Many dynasties, rulers had ruled the State Maharashtra in various epochs. So, different traditional, social practices, art, and architectures are reflected here. Over 350 forts are situated in Maharashtra which is considered as a special feature. The celebrated Maharashtra heritage sites are the testimonies of how glorious and grand were the dynasties. Some of the striking diversities showcase a splendid stretch of beaches on India’s west coast, the most beautiful hill stations, forts, national parks, temples, wildlife sanctuaries. Forts, caves, palaces honor the grand events that held in the history. Here some of the top heritage sites in Maharashtra are briefed.
Photo by www.zoqy.net
These are the ancient historical caves otherwise known as “Verul Leni”. Near Verul on the Aurangabad-Chalisgaon road to the northwest of Aurangabad in Maharashtra, the Ellora caves are situated. These caves were listed in UNESCO World Heritage Site in the year 1983. This ancient monument is being one of the top tourist places in the state. Ellora caves were built during the Rashtrakuta Dynasty. The caves showcase a blend of Jainism, Hinduism, and Buddhism.
A series of monasteries, temples are extended over more than two kilometers. Ellora caves are a group of twelve Buddhist caves, seventeen Hindu caves and five Jain caves demonstrate the religious harmony. The caves were built in the 10th century and it was the time when the rulers converted from Shaivism to the Jainism. Kailasanatha Temple is the core attraction of Ellora caves. This largest rock-cut cave was made from a monolithic stone. In the U-shaped courtyard, the deities were sculpted on the panels. A Nandi bull is also placed in front of Lord Shiva.
The tourists can visit Ellora Caves from June to February without striking in overcrowd. October to January is the peak season in Ellora caves.
Chhatrapati Shivaji Terminus
Photo by Francisco Antunes
Chhatrapati Shivaji Terminus is a momentous railway station in Mumbai. Currently, it serves the Central Railway’s Headquarters. Victoria Terminus was its former name to honor the empress and Queen Victoria. By 1878 the CST construction was started and completed after 10 years. Frederick William Stevens designed CST and was opened in the year 1887. It was listed in the heritage sites of Maharashtra in 2004. More than 3 million travelers access this busiest railway station.

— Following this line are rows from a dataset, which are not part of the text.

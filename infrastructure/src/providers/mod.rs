//! AI provider adapters
//!
//! Each provider family gets one adapter speaking its wire format; the
//! [`RoutingGateway`] picks the adapter for a model and presents them to
//! the application layer as a single [`LlmGateway`].

mod deepseek;
mod qwen;
mod routing;

pub use deepseek::DeepseekGateway;
pub use qwen::QwenGateway;
pub use routing::RoutingGateway;

use async_trait::async_trait;
use examforge_application::ports::llm_gateway::GatewayError;
use examforge_domain::{Model, estimate_tokens};

/// Provider family an adapter speaks for
#[derive(Debug, Clone, Copy, PartialEq, Eq)]
pub enum ProviderKind {
    Deepseek,
    Qwen,
}

impl std::fmt::Display for ProviderKind {
    fn fmt(&self, f: &mut std::fmt::Formatter<'_>) -> std::fmt::Result {
        match self {
            ProviderKind::Deepseek => write!(f, "deepseek"),
            ProviderKind::Qwen => write!(f, "qwen"),
        }
    }
}

/// One provider family's HTTP adapter
#[async_trait]
pub trait ProviderAdapter: Send + Sync {
    fn kind(&self) -> ProviderKind;

    async fn complete(
        &self,
        model: &Model,
        system_prompt: &str,
        user_prompt: &str,
    ) -> Result<String, GatewayError>;
}

/// Reject a prompt that cannot fit the model's token budget.
///
/// Runs before any network request so an oversized prompt never produces
/// traffic. The estimate is a character heuristic, see
/// [`examforge_domain::estimate_tokens`].
pub(crate) fn preflight_token_check(
    model: &Model,
    system_prompt: &str,
    user_prompt: &str,
) -> Result<(), GatewayError> {
    let estimated = estimate_tokens(system_prompt) + estimate_tokens(user_prompt);
    let budget = model.token_budget();
    if estimated > budget {
        return Err(GatewayError::TokenLimitExceeded {
            model: model.clone(),
            estimated,
            budget,
        });
    }
    Ok(())
}

/// Map a transport failure to a gateway error.
pub(crate) fn map_transport_error(provider: ProviderKind, error: reqwest::Error) -> GatewayError {
    if error.is_timeout() {
        GatewayError::Timeout
    } else {
        GatewayError::Network(format!("{} request failed: {}", provider, error))
    }
}

/// Map a non-success HTTP status to a gateway error.
pub(crate) fn map_status_error(
    provider: ProviderKind,
    status: reqwest::StatusCode,
    body: String,
) -> GatewayError {
    match status.as_u16() {
        401 | 403 => GatewayError::Auth {
            provider: provider.to_string(),
            message: "API key rejected".to_string(),
        },
        429 => GatewayError::RateLimit(provider.to_string()),
        _ => GatewayError::Network(format!(
            "{} returned HTTP {}: {}",
            provider,
            status.as_u16(),
            examforge_domain::truncate_str(&body, 200)
        )),
    }
}
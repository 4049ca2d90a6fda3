//! JSON-file schema store

mod json_store;

pub use json_store::JsonSchemaStore;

There are figures of lion and tiger can be seen at the CST entrance gate which represents the Britain and India. Italian marble and Indian blue stones adorn the Star Chamber. These wonderful designs, architectural works make Chhatrapati Shivaji Terminus a stunning example of 19th-century Railway Architecture. CST contains seven sub-urban and eleven out station tracks. It was attacked by the terrorist in November 2008. The CST can be visited at any time around the year. Gateway of India, Nariman Point, and Wankhede Stadium are the nearest tourist attractions to CST.
Bajirao I built Masthani Mahal for his beautiful second wife Mastani. The name of the mahal was derived from the name of the beautiful and skilled queen. The king built the Mahal at Kothrud. After a long time, the place fell in ruins. While dismantling the palace, Dr. Dinakar G.Kelkar preserved some of its reminiscences. As Dinakar was an ardent artist, he transplanted the wall paintings and wooden pillars to his Pune Museum. Though it is not very famous, still the tourists should not miss visiting the Masthani Mahal to capture the beauty of the mahal.
Photo by 陈霆, Ting Chen, Wing
The Elephanta cave is another key heritage site in Maharashtra. Gharapuri or the network of sculpted caves is located on the Elephanta Island. It is being a familiar tourist spot and the Island is located on the wing of the Arabian Sea. There are two groups of Elephanta caves. Five Hindu caves are covered in the first group whereas two Buddhist caves come under the second group. This was recognized by the UNESCO and listed under “World Heritage Sites” in 1987.
“The heritage sites reflect our culture, history, and architecture. So, preserving them is everyone’s duty.”